=== LISTED ENTRIES ===

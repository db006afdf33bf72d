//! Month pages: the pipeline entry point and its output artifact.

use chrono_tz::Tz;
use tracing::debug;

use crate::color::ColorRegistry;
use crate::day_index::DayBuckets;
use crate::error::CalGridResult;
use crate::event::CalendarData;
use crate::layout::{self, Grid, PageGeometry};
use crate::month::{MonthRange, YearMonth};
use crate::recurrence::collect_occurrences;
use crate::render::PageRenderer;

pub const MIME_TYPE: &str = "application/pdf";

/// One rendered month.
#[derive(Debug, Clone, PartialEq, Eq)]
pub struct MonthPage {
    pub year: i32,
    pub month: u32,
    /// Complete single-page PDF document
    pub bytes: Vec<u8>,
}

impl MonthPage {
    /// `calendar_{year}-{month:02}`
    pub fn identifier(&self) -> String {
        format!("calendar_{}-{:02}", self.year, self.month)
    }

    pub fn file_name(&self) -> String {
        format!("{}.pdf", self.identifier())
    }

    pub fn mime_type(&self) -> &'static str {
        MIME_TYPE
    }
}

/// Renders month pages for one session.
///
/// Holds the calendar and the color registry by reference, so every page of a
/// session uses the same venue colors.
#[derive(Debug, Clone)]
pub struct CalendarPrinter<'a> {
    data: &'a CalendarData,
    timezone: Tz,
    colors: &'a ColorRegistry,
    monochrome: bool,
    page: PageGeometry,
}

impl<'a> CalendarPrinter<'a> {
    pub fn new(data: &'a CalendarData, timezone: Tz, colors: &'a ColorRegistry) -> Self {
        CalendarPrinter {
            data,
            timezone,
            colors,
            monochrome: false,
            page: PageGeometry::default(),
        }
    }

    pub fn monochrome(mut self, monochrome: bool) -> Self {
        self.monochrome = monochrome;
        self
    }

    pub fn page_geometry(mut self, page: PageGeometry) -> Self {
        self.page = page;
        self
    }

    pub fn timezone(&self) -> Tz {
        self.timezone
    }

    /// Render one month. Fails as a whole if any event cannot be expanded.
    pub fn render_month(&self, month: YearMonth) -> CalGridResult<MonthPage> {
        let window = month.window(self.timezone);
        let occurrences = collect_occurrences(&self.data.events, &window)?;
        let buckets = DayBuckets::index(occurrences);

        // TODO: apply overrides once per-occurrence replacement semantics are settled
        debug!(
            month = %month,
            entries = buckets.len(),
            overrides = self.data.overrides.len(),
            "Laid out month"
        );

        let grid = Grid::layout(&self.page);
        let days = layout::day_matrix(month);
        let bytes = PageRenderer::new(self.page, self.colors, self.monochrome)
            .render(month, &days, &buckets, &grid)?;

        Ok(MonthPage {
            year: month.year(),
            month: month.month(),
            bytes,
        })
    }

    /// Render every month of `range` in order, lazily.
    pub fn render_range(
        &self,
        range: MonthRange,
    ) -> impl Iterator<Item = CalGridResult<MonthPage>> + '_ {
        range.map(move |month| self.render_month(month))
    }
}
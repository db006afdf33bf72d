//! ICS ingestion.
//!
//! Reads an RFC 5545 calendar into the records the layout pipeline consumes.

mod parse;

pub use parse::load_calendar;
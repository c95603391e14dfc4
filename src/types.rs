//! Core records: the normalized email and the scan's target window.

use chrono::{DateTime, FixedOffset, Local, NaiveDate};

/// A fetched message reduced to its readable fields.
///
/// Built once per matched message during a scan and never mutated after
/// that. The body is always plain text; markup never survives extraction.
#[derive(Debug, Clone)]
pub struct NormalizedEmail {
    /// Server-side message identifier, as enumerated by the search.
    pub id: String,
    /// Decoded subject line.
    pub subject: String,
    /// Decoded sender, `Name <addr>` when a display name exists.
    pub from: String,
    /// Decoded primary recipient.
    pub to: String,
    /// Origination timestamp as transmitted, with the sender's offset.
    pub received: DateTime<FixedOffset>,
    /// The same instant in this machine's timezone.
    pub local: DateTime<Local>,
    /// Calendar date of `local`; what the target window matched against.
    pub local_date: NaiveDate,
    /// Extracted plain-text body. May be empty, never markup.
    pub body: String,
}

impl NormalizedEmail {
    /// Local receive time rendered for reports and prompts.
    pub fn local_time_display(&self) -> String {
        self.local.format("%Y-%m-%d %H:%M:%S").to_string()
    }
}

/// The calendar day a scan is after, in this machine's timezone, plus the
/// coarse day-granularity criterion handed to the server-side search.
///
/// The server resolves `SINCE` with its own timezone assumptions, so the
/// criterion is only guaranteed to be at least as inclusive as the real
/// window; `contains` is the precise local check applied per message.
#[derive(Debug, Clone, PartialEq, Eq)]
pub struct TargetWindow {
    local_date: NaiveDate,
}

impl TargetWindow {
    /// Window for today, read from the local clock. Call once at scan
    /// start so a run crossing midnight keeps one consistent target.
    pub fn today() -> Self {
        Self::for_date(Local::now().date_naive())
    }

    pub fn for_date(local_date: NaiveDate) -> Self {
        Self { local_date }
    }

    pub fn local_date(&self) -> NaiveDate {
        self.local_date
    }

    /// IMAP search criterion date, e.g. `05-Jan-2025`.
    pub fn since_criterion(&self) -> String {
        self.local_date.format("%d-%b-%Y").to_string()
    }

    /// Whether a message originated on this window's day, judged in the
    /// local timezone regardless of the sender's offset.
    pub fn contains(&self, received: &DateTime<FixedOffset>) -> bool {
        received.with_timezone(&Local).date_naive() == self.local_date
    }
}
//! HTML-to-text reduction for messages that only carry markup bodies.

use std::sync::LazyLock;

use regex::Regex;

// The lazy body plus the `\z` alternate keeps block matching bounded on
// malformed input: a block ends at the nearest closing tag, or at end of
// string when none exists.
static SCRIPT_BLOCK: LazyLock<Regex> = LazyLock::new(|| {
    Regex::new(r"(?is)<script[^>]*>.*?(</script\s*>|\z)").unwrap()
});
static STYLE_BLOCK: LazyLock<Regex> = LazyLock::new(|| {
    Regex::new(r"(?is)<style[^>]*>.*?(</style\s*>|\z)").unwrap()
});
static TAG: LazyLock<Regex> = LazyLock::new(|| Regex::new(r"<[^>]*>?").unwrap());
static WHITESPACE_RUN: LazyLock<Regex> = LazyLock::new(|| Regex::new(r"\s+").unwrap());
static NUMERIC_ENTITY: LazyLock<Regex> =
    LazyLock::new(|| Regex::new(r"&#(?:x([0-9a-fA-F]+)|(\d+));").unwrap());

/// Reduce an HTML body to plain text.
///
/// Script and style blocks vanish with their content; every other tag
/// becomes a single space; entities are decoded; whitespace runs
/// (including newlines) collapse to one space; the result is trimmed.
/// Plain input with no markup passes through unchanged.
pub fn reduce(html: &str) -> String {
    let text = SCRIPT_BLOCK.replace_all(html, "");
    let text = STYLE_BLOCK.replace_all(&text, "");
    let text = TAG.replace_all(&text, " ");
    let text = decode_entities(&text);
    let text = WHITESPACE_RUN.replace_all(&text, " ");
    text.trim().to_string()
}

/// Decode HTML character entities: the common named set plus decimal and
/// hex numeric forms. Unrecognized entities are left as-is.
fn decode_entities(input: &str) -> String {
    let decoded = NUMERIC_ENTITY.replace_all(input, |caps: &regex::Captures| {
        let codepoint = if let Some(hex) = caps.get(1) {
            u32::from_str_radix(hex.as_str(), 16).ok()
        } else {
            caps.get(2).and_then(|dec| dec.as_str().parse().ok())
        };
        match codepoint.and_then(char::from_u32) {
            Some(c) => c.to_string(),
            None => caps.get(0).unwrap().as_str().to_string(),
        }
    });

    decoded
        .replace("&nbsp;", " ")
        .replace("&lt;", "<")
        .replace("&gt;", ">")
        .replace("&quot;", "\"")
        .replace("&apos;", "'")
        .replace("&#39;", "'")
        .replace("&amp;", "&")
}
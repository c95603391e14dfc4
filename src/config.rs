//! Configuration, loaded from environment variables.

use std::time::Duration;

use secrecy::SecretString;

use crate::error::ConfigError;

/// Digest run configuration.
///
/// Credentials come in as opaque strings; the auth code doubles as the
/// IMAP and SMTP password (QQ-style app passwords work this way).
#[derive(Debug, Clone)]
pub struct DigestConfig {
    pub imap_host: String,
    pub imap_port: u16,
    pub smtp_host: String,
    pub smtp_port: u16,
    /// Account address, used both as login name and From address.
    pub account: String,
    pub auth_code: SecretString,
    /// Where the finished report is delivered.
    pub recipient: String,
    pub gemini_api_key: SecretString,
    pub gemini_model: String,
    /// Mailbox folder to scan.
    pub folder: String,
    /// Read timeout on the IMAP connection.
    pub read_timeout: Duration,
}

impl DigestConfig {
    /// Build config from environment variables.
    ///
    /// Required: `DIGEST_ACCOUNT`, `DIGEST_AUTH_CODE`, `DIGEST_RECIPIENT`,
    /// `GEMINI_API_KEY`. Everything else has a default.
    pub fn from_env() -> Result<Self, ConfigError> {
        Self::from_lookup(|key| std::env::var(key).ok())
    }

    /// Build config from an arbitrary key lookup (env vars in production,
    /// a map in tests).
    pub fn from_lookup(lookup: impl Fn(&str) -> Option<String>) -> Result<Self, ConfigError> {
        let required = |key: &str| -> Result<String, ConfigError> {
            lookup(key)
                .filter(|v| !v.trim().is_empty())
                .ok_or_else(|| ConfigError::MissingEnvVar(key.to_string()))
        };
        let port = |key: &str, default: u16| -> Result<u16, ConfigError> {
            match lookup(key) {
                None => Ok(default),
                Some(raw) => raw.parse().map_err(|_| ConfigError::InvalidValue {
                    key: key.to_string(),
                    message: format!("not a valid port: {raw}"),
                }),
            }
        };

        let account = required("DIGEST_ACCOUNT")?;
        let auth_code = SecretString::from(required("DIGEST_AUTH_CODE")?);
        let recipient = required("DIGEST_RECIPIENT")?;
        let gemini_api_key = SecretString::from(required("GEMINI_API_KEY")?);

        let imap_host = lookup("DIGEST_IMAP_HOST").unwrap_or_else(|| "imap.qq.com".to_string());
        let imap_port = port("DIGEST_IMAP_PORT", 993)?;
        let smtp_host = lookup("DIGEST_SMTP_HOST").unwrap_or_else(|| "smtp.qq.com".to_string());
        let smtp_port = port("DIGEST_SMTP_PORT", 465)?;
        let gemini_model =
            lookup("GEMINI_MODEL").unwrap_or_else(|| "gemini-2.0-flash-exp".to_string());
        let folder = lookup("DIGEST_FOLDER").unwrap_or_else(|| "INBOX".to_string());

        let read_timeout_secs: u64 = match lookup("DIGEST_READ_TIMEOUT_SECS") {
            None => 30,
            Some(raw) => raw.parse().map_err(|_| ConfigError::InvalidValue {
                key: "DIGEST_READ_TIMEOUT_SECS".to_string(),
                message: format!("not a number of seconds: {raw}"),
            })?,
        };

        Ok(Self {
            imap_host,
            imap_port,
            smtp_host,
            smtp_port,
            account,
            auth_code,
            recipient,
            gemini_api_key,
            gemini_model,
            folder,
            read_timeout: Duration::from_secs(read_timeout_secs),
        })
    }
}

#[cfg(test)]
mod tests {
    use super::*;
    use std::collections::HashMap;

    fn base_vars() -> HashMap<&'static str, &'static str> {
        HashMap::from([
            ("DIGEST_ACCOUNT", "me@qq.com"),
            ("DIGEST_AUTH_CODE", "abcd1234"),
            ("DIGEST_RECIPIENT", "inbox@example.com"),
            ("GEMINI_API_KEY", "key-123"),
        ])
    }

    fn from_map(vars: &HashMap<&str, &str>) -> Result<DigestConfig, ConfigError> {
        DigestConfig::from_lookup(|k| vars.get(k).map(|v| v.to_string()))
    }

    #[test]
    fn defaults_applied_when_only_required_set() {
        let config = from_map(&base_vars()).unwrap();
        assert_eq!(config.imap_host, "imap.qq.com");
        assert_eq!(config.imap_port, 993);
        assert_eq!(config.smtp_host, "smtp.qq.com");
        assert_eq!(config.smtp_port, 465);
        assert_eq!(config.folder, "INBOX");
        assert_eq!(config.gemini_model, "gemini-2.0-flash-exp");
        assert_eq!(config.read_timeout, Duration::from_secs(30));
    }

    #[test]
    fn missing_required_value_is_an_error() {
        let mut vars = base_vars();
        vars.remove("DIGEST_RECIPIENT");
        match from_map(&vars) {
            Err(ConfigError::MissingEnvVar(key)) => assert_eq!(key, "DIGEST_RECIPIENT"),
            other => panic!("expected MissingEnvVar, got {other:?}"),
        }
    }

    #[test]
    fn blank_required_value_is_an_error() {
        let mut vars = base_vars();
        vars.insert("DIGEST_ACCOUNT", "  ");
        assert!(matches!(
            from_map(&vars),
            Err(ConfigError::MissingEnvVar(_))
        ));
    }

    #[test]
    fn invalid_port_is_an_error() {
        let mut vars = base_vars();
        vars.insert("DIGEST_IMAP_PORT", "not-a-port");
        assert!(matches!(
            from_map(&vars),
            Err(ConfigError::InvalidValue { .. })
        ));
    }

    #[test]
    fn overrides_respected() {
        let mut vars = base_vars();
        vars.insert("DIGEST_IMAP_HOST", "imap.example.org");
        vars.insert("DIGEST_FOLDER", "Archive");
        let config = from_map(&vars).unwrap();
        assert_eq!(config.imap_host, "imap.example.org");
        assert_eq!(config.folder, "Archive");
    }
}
...
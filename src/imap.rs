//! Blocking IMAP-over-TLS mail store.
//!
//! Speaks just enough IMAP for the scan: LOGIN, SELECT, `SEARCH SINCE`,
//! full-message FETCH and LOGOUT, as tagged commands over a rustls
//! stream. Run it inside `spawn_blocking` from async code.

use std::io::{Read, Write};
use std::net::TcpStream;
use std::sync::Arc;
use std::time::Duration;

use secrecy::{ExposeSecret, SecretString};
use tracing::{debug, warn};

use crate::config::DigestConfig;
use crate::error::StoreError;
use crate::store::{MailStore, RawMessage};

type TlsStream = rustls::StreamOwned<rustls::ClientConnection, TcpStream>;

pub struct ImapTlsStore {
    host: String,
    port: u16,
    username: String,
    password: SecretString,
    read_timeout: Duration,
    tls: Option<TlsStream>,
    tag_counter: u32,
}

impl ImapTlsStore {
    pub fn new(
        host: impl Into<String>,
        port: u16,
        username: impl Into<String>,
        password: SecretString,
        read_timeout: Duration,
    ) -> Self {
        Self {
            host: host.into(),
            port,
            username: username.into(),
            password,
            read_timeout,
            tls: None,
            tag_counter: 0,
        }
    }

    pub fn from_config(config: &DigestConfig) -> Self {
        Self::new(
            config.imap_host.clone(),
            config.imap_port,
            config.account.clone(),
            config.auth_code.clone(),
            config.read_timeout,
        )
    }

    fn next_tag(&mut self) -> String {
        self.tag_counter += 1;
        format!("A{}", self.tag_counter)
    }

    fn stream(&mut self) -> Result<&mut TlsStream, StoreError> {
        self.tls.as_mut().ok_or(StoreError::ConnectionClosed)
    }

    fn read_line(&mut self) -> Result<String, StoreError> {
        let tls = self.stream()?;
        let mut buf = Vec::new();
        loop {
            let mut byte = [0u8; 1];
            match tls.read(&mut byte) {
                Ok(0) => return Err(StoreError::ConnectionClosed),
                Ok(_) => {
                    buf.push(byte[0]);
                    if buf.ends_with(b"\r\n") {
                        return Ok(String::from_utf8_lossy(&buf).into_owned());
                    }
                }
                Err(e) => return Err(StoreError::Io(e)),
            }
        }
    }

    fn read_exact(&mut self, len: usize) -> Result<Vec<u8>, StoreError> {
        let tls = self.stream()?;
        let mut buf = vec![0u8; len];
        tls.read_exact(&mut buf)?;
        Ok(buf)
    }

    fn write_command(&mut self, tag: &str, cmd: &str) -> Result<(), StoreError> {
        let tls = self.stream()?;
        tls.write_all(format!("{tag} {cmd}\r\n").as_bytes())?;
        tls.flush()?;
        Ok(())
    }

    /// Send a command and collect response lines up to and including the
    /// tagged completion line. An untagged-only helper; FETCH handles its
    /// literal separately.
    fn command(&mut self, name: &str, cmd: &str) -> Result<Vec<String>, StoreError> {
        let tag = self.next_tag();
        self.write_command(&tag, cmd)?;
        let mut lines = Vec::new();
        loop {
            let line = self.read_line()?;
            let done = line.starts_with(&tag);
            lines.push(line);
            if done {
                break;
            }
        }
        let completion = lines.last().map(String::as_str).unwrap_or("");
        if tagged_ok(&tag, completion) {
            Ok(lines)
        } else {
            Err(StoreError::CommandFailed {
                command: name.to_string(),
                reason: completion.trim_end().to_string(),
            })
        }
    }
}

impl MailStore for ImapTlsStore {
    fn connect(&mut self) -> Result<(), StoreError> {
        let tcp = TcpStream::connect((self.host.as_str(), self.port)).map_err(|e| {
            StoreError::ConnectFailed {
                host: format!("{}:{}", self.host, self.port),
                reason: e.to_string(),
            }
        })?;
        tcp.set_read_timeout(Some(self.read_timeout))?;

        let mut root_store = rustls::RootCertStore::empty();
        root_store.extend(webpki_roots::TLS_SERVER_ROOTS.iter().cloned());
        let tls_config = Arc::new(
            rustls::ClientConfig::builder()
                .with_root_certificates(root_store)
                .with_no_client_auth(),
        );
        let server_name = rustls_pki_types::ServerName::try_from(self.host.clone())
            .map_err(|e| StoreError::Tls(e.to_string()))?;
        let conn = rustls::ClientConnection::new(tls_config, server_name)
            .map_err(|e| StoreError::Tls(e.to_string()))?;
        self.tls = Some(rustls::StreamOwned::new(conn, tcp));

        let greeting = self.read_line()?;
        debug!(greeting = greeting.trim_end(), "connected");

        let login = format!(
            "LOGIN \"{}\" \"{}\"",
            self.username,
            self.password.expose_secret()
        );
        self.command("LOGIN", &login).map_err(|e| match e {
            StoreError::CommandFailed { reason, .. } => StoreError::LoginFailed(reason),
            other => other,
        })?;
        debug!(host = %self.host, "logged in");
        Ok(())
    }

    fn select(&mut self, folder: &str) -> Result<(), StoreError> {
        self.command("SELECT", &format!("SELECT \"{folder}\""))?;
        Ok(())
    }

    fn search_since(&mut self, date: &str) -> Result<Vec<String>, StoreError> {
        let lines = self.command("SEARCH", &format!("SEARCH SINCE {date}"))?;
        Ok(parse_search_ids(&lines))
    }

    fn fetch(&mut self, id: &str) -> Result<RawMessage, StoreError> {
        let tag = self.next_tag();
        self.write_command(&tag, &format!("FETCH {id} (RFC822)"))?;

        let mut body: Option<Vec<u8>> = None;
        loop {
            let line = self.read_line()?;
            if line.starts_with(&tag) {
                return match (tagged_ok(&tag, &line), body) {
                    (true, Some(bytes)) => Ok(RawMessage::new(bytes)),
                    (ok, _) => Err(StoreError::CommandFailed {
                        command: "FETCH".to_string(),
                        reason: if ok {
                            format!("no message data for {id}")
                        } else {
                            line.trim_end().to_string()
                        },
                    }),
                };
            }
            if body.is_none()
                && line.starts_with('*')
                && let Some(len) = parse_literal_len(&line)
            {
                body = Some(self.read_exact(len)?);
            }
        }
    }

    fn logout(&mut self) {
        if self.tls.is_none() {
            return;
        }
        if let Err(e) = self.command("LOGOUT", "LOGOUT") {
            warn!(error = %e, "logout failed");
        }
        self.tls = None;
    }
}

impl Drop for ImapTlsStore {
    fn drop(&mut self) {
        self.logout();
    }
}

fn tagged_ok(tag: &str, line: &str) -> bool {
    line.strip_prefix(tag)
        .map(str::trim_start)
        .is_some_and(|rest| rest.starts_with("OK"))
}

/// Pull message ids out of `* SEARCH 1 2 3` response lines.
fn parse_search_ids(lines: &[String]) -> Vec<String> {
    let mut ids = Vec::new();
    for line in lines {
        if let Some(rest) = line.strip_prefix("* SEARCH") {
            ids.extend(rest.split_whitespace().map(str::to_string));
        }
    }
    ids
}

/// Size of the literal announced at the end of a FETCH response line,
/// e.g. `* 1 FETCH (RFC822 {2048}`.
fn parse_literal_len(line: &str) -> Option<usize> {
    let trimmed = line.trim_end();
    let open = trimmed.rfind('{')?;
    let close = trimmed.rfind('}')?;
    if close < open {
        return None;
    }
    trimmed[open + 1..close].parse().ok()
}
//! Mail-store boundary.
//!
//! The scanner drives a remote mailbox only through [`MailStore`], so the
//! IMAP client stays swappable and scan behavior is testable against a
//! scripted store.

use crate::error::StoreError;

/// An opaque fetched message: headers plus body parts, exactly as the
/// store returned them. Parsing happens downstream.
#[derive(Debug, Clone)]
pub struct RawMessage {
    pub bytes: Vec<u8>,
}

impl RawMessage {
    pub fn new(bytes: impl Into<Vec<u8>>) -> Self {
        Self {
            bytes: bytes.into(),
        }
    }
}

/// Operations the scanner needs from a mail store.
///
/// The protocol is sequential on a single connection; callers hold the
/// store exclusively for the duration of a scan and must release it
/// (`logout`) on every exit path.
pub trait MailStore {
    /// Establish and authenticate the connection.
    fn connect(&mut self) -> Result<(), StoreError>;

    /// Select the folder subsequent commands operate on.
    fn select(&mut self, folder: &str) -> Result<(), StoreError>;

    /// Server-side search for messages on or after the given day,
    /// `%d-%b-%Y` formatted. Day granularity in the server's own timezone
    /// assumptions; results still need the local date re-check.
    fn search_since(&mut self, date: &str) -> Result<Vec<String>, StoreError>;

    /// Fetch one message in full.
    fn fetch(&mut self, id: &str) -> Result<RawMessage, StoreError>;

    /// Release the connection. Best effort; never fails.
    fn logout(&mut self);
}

=== TASK ===
Going through the listing above, tally the lines that contain the word "caps" and state the total alone.

=== EXERCISE RESPONSE ===
4